Search the records for the string "links" and copy every line in which it appears.

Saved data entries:
>>>
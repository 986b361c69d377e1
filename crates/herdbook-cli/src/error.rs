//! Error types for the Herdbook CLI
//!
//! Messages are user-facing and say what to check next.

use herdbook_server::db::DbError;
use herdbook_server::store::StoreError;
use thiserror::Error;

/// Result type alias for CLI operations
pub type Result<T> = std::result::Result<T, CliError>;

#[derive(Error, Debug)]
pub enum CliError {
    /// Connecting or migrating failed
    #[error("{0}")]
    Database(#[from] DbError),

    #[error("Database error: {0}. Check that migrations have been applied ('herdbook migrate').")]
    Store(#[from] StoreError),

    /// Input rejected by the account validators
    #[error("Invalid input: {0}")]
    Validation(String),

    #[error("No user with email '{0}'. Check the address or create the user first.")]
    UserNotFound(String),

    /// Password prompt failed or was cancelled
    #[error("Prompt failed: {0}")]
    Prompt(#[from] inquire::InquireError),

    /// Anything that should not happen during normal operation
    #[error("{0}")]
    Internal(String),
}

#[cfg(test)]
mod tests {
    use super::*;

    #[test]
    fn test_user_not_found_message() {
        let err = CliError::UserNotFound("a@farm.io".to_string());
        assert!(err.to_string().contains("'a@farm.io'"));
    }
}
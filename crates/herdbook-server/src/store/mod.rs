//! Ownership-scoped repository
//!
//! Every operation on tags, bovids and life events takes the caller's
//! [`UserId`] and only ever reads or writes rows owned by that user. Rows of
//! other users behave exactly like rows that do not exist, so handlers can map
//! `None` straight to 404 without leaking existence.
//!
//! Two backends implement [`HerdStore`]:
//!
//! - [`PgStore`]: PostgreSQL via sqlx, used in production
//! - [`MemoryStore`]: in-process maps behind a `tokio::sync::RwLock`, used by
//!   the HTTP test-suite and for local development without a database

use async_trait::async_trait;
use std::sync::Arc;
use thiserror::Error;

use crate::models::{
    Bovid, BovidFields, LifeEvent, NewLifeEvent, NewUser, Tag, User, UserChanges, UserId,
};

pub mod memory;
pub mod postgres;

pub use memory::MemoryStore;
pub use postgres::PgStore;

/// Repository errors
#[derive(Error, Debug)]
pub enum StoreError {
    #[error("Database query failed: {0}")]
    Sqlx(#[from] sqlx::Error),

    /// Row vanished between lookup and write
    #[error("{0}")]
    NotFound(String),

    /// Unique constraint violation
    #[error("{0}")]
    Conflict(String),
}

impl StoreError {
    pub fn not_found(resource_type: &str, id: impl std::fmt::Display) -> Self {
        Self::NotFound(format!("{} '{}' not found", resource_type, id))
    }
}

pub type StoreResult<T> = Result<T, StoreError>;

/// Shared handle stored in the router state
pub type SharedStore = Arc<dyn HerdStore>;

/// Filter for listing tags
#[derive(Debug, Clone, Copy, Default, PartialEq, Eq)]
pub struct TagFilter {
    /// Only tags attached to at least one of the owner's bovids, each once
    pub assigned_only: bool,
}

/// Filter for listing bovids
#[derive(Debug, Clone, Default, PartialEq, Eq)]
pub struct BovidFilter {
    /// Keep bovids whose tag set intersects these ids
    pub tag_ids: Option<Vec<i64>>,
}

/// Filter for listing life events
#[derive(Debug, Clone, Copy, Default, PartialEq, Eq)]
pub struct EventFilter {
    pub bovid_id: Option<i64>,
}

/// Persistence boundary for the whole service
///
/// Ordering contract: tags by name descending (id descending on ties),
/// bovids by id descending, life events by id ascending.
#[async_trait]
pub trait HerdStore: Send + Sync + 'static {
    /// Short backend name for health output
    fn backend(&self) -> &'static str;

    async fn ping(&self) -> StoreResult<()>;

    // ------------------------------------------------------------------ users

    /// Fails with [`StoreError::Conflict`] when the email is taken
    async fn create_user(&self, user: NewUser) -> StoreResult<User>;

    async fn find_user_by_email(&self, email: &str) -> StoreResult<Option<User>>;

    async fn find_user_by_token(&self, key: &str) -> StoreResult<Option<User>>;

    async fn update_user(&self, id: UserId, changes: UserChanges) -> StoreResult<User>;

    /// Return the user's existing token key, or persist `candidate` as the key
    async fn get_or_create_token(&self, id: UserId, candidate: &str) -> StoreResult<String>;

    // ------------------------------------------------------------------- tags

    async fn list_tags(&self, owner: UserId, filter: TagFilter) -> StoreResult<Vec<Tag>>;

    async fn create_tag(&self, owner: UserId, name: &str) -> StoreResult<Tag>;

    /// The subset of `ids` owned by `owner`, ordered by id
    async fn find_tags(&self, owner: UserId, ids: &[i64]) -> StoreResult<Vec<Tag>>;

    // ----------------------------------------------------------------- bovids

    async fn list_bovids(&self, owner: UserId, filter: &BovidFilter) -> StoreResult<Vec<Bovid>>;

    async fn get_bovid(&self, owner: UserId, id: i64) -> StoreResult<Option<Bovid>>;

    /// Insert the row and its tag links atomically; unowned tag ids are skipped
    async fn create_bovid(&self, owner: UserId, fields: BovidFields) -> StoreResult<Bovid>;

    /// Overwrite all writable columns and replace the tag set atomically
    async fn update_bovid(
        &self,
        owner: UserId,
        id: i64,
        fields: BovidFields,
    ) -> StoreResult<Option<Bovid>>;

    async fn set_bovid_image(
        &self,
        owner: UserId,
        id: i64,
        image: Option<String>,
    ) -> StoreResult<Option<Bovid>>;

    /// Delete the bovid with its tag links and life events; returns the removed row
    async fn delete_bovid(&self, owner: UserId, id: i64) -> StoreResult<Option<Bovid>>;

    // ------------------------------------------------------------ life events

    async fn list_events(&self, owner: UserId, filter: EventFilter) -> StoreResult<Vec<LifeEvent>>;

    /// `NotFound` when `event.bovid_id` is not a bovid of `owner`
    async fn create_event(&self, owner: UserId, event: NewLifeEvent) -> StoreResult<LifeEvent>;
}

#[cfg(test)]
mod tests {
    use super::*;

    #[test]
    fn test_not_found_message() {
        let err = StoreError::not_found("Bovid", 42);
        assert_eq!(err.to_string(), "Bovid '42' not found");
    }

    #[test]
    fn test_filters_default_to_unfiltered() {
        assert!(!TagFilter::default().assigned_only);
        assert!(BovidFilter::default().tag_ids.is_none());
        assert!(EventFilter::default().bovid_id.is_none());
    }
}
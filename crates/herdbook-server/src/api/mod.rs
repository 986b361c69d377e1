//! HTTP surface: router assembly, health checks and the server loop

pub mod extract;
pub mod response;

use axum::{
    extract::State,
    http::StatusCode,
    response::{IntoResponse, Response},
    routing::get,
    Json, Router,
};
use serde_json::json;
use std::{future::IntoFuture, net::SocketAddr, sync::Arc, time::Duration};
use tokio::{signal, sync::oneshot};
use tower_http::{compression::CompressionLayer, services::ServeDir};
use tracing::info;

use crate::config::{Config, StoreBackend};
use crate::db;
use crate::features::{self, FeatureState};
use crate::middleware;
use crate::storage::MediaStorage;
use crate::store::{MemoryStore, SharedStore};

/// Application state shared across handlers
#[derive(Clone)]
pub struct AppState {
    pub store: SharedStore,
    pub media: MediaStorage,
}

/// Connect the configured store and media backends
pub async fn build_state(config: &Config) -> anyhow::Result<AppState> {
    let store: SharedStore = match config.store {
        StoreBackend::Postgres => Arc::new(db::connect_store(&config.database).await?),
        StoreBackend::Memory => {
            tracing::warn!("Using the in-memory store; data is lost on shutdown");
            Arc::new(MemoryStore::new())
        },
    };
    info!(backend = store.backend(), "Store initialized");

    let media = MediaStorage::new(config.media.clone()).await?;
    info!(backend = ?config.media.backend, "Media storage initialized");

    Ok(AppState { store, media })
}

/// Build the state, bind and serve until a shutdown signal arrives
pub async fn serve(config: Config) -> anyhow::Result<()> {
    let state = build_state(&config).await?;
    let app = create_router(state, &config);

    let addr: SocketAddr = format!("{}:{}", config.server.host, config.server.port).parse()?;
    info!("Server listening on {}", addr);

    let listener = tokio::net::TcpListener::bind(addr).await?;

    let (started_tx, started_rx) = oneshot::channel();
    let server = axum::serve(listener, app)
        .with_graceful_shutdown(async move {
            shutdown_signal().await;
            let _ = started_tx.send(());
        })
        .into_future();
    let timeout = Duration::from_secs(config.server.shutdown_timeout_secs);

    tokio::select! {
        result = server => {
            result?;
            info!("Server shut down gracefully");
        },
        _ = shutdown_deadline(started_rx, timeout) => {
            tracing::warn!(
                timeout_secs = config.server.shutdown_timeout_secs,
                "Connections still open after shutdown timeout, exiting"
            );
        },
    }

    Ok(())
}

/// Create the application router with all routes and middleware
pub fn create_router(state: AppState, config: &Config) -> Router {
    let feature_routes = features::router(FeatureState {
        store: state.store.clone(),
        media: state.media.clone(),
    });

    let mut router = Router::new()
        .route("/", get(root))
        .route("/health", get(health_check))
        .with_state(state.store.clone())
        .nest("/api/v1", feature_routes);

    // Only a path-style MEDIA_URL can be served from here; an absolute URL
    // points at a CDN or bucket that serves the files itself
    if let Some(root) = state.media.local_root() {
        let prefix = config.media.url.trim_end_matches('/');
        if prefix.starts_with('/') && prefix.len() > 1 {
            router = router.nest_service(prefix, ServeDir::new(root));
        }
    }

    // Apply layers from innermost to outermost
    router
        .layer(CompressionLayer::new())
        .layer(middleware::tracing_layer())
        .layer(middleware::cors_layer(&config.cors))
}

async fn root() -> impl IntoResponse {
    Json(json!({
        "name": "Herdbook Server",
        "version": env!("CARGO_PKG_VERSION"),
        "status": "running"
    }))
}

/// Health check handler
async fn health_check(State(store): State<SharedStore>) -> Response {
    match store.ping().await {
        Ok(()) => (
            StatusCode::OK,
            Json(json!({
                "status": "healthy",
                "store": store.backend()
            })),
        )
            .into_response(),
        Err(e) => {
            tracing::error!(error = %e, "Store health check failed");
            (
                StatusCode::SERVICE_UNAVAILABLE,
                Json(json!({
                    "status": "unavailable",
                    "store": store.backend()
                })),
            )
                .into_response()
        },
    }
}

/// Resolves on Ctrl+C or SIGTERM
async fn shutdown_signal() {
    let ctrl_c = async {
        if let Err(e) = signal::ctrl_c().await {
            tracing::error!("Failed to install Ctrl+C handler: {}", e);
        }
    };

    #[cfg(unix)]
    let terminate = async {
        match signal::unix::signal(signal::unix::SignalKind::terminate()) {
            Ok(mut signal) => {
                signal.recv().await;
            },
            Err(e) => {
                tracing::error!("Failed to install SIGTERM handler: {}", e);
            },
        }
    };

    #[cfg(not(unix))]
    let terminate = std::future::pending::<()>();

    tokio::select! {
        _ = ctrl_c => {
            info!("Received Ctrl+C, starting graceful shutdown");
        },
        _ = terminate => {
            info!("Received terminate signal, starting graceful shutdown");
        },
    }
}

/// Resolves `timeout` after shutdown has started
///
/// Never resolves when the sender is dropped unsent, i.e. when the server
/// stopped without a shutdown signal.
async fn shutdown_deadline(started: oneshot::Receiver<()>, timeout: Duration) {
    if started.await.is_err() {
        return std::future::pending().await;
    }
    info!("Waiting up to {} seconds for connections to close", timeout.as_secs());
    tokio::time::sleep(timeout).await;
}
<<<
ANSWER BOX »
    /// Insert the row and its tag links atomically; unowned tag ids are skipped
    /// Delete the bovid with its tag links and life events; returns the removed row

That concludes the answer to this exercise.